Alert The Baby Turtles, Green Ooze's Leaking From The Earth
The 2010s will mostly be remembered for two things: starting an environmental wildfire of apocalyptic proportions and turning everything into superhero movies. So maybe, for 2020, we could combine the two and hope for some real-world savior action. Just in time then to announce that, over the holidays, a strange chemical sludge has started secreting out of Interstate 696 near Detroit. And you know what that means, dudes!
According to the Michigan Department of Environment, Great Lakes and Energy, the ooze's origin was traced to the dastardly criminal Gary Sayers -- hang on, that's not a proper villain name for a mutant origin story. Let's call him Gary Shredders. Shredders (much better) had been dumping hazardous chemicals called hexavalent chromium (great name) from the now-abandoned Electro-Plating Services Inc. factory (again, nailed it) straight into the ground.
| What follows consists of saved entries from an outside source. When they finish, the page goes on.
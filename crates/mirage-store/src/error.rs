//! Error types for the store

use thiserror::Error;

/// Result type for store operations
pub type Result<T> = std::result::Result<T, StoreError>;

/// Error types for store operations
#[derive(Debug, Error)]
pub enum StoreError {
    /// Database error
    #[error("Database error: {0}")]
    Database(#[from] sqlx::Error),

    /// Migration error
    #[error("Migration error: {0}")]
    Migration(String),

    /// Serialization error
    #[error("Serialization error: {0}")]
    Serialization(#[from] serde_json::Error),

    /// Row not found
    #[error("Not found: {0}")]
    NotFound(String),

    /// Invalid input
    #[error("Invalid input: {0}")]
    InvalidInput(String),
}

impl StoreError {
    /// True when the underlying database error is a unique-constraint
    /// violation (the get-or-create race).
    pub fn is_unique_violation(&self) -> bool {
        match self {
            Self::Database(sqlx::Error::Database(db)) => db.is_unique_violation(),
            _ => false,
        }
    }
}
Combined with groundwater, this hexavalent chromium formed a bright green-yellow ooze (iconic) that imbues anyone who comes in contact with it with the mutant power (perfect) of ... cancer.
Clearly, this is just a set-up for a real-life TMNT scenario and another reason for kids to mistreat their pet turtles and dump them en masse into the sludge streams surrounding the abandoned plant. Before long, Detroit will have its own Teenage Motor City Turtles. Can you imagine it? The adventures of Berry, Smokey, Stevie and Diana Ross as they drive through the ruins of Livernois Avenue in their Turtle Chevy Express, eat square pizza, fight Juggalos and get taught the way of the closed fist by the rat reincarnation of Joe Jackson.
Which might be a good moment to remind everyone that Flint, Michigan is still struggling with the aftermath of its water pollution crisis, and that all the government officials who poisoned that town knew about it and are probably getting away with it. So why not take the money you'd spend buying a non-existent TMCT comic book and give places like ACLU Michigan and the NRDC a late Christmas present.